* Source information
-*-*-

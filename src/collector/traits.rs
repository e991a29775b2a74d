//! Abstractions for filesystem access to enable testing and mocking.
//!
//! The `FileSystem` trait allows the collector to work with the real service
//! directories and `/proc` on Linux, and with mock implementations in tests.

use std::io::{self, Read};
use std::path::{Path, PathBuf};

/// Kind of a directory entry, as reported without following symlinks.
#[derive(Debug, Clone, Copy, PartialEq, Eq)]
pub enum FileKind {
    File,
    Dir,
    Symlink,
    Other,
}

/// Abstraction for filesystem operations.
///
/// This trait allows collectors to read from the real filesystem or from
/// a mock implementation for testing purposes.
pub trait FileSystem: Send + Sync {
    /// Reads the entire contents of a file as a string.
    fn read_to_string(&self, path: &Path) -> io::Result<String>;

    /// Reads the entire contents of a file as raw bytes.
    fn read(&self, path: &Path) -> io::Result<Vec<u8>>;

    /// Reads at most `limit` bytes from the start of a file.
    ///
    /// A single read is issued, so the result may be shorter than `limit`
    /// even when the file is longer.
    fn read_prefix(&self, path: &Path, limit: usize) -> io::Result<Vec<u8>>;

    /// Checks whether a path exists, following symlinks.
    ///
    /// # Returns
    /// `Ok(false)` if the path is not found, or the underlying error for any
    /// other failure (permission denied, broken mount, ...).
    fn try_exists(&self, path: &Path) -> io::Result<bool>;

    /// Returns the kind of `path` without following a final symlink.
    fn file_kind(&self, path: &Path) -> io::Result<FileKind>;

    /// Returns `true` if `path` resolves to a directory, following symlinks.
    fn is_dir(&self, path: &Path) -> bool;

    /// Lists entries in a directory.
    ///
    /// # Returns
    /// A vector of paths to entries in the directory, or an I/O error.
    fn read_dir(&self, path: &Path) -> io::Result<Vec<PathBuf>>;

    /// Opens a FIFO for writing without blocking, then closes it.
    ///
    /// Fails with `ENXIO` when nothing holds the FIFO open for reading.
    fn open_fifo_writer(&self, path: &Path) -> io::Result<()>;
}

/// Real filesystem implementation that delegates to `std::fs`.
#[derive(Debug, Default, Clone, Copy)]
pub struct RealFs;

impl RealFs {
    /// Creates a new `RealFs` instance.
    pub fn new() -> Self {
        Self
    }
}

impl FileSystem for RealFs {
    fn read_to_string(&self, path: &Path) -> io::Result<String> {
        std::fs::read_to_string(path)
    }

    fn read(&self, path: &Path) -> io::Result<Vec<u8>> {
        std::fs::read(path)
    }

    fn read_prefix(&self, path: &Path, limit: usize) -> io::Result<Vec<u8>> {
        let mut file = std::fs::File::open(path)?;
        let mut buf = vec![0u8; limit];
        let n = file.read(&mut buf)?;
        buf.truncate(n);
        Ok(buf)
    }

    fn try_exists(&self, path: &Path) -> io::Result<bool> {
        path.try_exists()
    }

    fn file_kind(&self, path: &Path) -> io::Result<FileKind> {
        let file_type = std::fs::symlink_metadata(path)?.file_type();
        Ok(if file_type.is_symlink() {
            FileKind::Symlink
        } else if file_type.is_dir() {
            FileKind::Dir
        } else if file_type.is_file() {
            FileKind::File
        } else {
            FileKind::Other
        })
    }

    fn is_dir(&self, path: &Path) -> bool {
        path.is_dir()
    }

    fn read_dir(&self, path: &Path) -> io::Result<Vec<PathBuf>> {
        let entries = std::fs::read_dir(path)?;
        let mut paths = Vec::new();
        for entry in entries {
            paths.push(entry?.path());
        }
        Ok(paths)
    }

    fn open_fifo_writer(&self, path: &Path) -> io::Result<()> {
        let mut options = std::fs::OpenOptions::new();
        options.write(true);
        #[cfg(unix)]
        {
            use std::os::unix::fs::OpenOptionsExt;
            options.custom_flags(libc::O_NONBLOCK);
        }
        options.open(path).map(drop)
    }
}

-*-*-

* Work to complete
Return only the part of the records above that opens with the line containing "start of a file." and closes with the line containing "an I/O error.", ends included.

* Expected answer
    /// Reads at most `limit` bytes from the start of a file.
    ///
    /// A single read is issued, so the result may be shorter than `limit`
    /// even when the file is longer.
    fn read_prefix(&self, path: &Path, limit: usize) -> io::Result<Vec<u8>>;

    /// Checks whether a path exists, following symlinks.
    ///
    /// # Returns
    /// `Ok(false)` if the path is not found, or the underlying error for any
    /// other failure (permission denied, broken mount, ...).
    fn try_exists(&self, path: &Path) -> io::Result<bool>;

    /// Returns the kind of `path` without following a final symlink.
    fn file_kind(&self, path: &Path) -> io::Result<FileKind>;

    /// Returns `true` if `path` resolves to a directory, following symlinks.
    fn is_dir(&self, path: &Path) -> bool;

    /// Lists entries in a directory.
    ///
    /// # Returns
    /// A vector of paths to entries in the directory, or an I/O error.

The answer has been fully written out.